Cleaning Your Natural Stone Surfaces

To clean your stone surfaces, use a neutral cleaner, stone soap, or a mild liquid dishwashing detergent and warm water. Rinse the surface thoroughly and dry with a soft cloth. In the bath or other wet areas, use a squeegee after each use to minimize soap scum. For outdoor spaces with algae or moss, flush with clear water and use a mild bleach solution.

Sealing Natural Stone

Sealing is an optional step for some stones to provide an extra layer of protection against staining. When choosing a sealer, ensure it is non-toxic and safe for use in food preparation areas. Consult with your supplier or sealing manufacturer for specific recommendations.

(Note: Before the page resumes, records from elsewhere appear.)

//! Decode command implementation

use super::{CodecArgs, EncoderArgs, StreamArgs};
use anyhow::{Context as _, Result};
use carrier_core::{Carrier, Config};
use clap::Args;
use colored::Colorize;
use std::path::PathBuf;

#[derive(Args)]
pub struct DecodeCommand {
    /// Carrier stream (.lrc)
    #[arg(value_name = "INPUT")]
    input: PathBuf,

    #[command(flatten)]
    codec: CodecArgs,

    /// Settings for the final container encode
    #[command(flatten)]
    encoder: EncoderArgs,

    #[command(flatten)]
    stream: StreamArgs,
}

impl DecodeCommand {
    pub fn execute(self, mut config: Config) -> Result<()> {
        self.codec.apply(&mut config);
        self.encoder.apply(&mut config);
        self.stream.apply(&mut config);

        let carrier = Carrier::from_config(&config)?;
        println!("{} {}", "Decoding".green().bold(), self.input.display());

        let report = carrier
            .decode(&self.input)
            .with_context(|| format!("Failed to decode {}", self.input.display()))?;

        println!(
            "  I-frames:      {} restored ({} frames, {} NAL units)",
            report.stats.iframes, report.stats.frames, report.stats.total
        );
        if let Some(recovered) = &report.recovered_stream {
            println!("  Recovered:     {}", recovered.display());
        }
        println!(
            "{} {}",
            "Video written:".green().bold(),
            report.output.display()
        );
        Ok(())
    }
}
//! Emulation prevention for NAL unit payloads
//!
//! Inside an Annex-B stream a NAL payload may never contain `00 00 0x` with
//! `x <= 3`. Encoders insert a `0x03` byte after every pair of zero bytes
//! that would otherwise form such a pattern; decoders strip it again.

const EMULATION_PREVENTION_BYTE: u8 = 0x03;

/// Strip emulation prevention bytes (EBSP -> RBSP)
#[must_use]
pub fn unescape(ebsp: &[u8]) -> Vec<u8> {
    let mut rbsp = Vec::with_capacity(ebsp.len());
    let mut zeros = 0usize;

    for &byte in ebsp {
        if zeros >= 2 && byte == EMULATION_PREVENTION_BYTE {
            zeros = 0;
            continue;
        }
        rbsp.push(byte);
        zeros = if byte == 0 { zeros + 1 } else { 0 };
    }

    rbsp
}

/// Insert emulation prevention bytes (RBSP -> EBSP)
///
/// A payload whose escaped form ends in `0x00` gets a trailing `0x03`, so the
/// zero cannot merge with the following start code.
#[must_use]
pub fn escape(rbsp: &[u8]) -> Vec<u8> {
    let mut ebsp = Vec::with_capacity(rbsp.len() + rbsp.len() / 64 + 1);
    let mut zeros = 0usize;

    for &byte in rbsp {
        if zeros >= 2 && byte <= EMULATION_PREVENTION_BYTE {
            ebsp.push(EMULATION_PREVENTION_BYTE);
            zeros = 0;
        }
        ebsp.push(byte);
        zeros = if byte == 0 { zeros + 1 } else { 0 };
    }

    if ebsp.last() == Some(&0) {
        ebsp.push(EMULATION_PREVENTION_BYTE);
    }

    ebsp
}

/// Whether `rbsp` survives `escape` followed by `unescape`
///
/// An odd run of trailing zero bytes does not: the `0x03` appended after the
/// last zero follows a single zero and reads back as data.
#[must_use]
pub fn survives_escaping(rbsp: &[u8]) -> bool {
    rbsp.iter().rev().take_while(|&&b| b == 0).count() % 2 == 0
}

#[cfg(test)]
mod tests {
    use super::*;
    use proptest::prelude::*;

    #[test]
    fn test_escape_inserts_after_two_zeros() {
        assert_eq!(escape(&[0x00, 0x00, 0x01]), vec![0x00, 0x00, 0x03, 0x01]);
        assert_eq!(
            escape(&[0x00, 0x00, 0x00, 0x00]),
            vec![0x00, 0x00, 0x03, 0x00, 0x00, 0x03]
        );
        assert_eq!(escape(&[0x00, 0x00, 0x04]), vec![0x00, 0x00, 0x04]);
    }

    #[test]
    fn test_unescape_strips_prevention_bytes() {
        assert_eq!(unescape(&[0x00, 0x00, 0x03, 0x01]), vec![0x00, 0x00, 0x01]);
        assert_eq!(
            unescape(&[0x65, 0x00, 0x00, 0x03, 0x00, 0x00, 0x03]),
            vec![0x65, 0x00, 0x00, 0x00, 0x00]
        );
        // A lone 0x03 after a single zero is data
        assert_eq!(unescape(&[0x00, 0x03, 0x00]), vec![0x00, 0x03, 0x00]);
    }

    #[test]
    fn test_odd_trailing_zeros_do_not_survive() {
        assert!(!survives_escaping(&[0x88, 0x00]));
        assert_eq!(unescape(&escape(&[0x88, 0x00])), vec![0x88, 0x00, 0x03]);
        assert!(!survives_escaping(&[0x88, 0x00, 0x00, 0x00]));
        assert!(survives_escaping(&[0x88, 0x00, 0x00]));
        assert!(survives_escaping(&[0x88, 0x80]));
        assert!(survives_escaping(&[]));
    }

    #[test]
    fn test_cabac_zero_words_round_trip() {
        let rbsp = [0x88, 0x84, 0x00, 0x00];
        let ebsp = escape(&rbsp);
        assert_eq!(ebsp, vec![0x88, 0x84, 0x00, 0x00, 0x03]);
        assert_eq!(unescape(&ebsp), rbsp.to_vec());
    }

    proptest! {
        #[test]
        fn escape_then_unescape_is_identity(
            mut payload in proptest::collection::vec(any::<u8>(), 0..512)
        ) {
            // Real RBSPs end in a stop bit, never in a lone zero byte
            payload.push(0x80);
            prop_assert_eq!(unescape(&escape(&payload)), payload);
        }

        #[test]
        fn survives_escaping_matches_round_trip(
            payload in proptest::collection::vec(0u8..4, 0..64)
        ) {
            let round_trips = unescape(&escape(&payload)) == payload;
            prop_assert_eq!(survives_escaping(&payload), round_trips);
        }

        #[test]
        fn escaped_payload_has_no_start_code(
            payload in proptest::collection::vec(0u8..4, 0..512)
        ) {
            let ebsp = escape(&payload);
            let emulated = ebsp
                .windows(3)
                .any(|w| w[0] == 0 && w[1] == 0 && w[2] <= 0x02);
            prop_assert!(!emulated);
            prop_assert_ne!(ebsp.last(), Some(&0u8));
        }
    }
}
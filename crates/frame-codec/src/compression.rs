//! Reversible byte compression for encoded frames

use crate::CodecError;
use bzip2::read::{BzDecoder, BzEncoder};
use flate2::read::{ZlibDecoder, ZlibEncoder};
use serde::{Deserialize, Serialize};
use std::io::Read;
use xz2::read::{XzDecoder, XzEncoder};

/// Compression applied to an encoded image before it is hidden
#[derive(Debug, Clone, Copy, Default, PartialEq, Eq, Serialize, Deserialize)]
#[serde(rename_all = "lowercase")]
pub enum Compression {
    /// zlib-wrapped deflate at the best compression level
    #[default]
    Deflate,
    /// bzip2 at level 9
    Bzip2,
    /// xz (LZMA2) at preset 9
    Xz,
    /// Bytes stored as-is
    None,
}

impl Compression {
    pub fn compress(self, data: &[u8]) -> Result<Vec<u8>, CodecError> {
        let mut out = Vec::with_capacity(data.len() / 2);
        match self {
            Self::Deflate => {
                ZlibEncoder::new(data, flate2::Compression::best())
                    .read_to_end(&mut out)
                    .map_err(|e| CodecError::Compression(format!("deflate: {e}")))?;
            }
            Self::Bzip2 => {
                BzEncoder::new(data, bzip2::Compression::best())
                    .read_to_end(&mut out)
                    .map_err(|e| CodecError::Compression(format!("bzip2: {e}")))?;
            }
            Self::Xz => {
                XzEncoder::new(data, 9)
                    .read_to_end(&mut out)
                    .map_err(|e| CodecError::Compression(format!("xz: {e}")))?;
            }
            Self::None => out.extend_from_slice(data),
        }
        Ok(out)
    }

    pub fn decompress(self, data: &[u8]) -> Result<Vec<u8>, CodecError> {
        let mut out = Vec::with_capacity(data.len() * 2);
        match self {
            Self::Deflate => {
                ZlibDecoder::new(data)
                    .read_to_end(&mut out)
                    .map_err(|e| CodecError::Compression(format!("inflate: {e}")))?;
            }
            Self::Bzip2 => {
                BzDecoder::new(data)
                    .read_to_end(&mut out)
                    .map_err(|e| CodecError::Compression(format!("bunzip2: {e}")))?;
            }
            Self::Xz => {
                XzDecoder::new(data)
                    .read_to_end(&mut out)
                    .map_err(|e| CodecError::Compression(format!("unxz: {e}")))?;
            }
            Self::None => out.extend_from_slice(data),
        }
        Ok(out)
    }
}

impl std::fmt::Display for Compression {
    fn fmt(&self, f: &mut std::fmt::Formatter<'_>) -> std::fmt::Result {
        let s = match self {
            Self::Deflate => "deflate",
            Self::Bzip2 => "bzip2",
            Self::Xz => "xz",
            Self::None => "none",
        };
        write!(f, "{s}")
    }
}

impl std::str::FromStr for Compression {
    type Err = CodecError;

    fn from_str(s: &str) -> Result<Self, Self::Err> {
        match s.to_lowercase().as_str() {
            "deflate" | "zlib" => Ok(Self::Deflate),
            "bzip2" | "bz2" => Ok(Self::Bzip2),
            "xz" | "lzma" => Ok(Self::Xz),
            "none" | "store" => Ok(Self::None),
            _ => Err(CodecError::Unsupported(format!(
                "unknown compression '{s}'. Expected: deflate, bzip2, xz, none"
            ))),
        }
    }
}

#[cfg(test)]
mod tests {
    use super::*;

    const SAMPLE: &[u8] = b"\x89PNG\r\n\x1a\n some highly repetitive bytes bytes bytes bytes bytes";

    #[test]
    fn test_every_method_is_reversible() {
        for method in [
            Compression::Deflate,
            Compression::Bzip2,
            Compression::Xz,
            Compression::None,
        ] {
            let packed = method.compress(SAMPLE).unwrap();
            assert_eq!(method.decompress(&packed).unwrap(), SAMPLE, "{method}");
        }
    }

    #[test]
    fn test_none_is_identity() {
        assert_eq!(Compression::None.compress(SAMPLE).unwrap(), SAMPLE);
    }

    #[test]
    fn test_garbage_fails_to_decompress() {
        let err = Compression::Deflate.decompress(b"not zlib").unwrap_err();
        assert!(matches!(err, CodecError::Compression(_)));
        assert!(Compression::Bzip2.decompress(b"BZh9 nope").is_err());
        assert!(Compression::Xz.decompress(b"\xfd7zXZ\x00 nope").is_err());
    }

    #[test]
    fn test_parse_names() {
        assert_eq!("bz2".parse::<Compression>().unwrap(), Compression::Bzip2);
        assert_eq!("Deflate".parse::<Compression>().unwrap(), Compression::Deflate);
        assert_eq!("lzma".parse::<Compression>().unwrap(), Compression::Xz);
        assert_eq!(Compression::Xz.to_string(), "xz");
        assert!("zstd".parse::<Compression>().is_err());
        assert_eq!(Compression::None.to_string(), "none");
    }
}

Stain Identification and Removal

Identifying the type of stain on your stone surface is crucial for successful removal. Stains can be oil-based, organic, metallic, biological, ink-based, or paint-based. For each type of stain, different household chemicals and poultice applications are recommended. In many cases, surface stains can be removed by cleaning with an appropriate cleaning product or household chemical.

In conclusion, understanding your stone’s geological classification and composition is essential for proper care and maintenance. By following the simple tips and cleaning guidelines provided, you can ensure the longevity and beauty of your natural stone surfaces.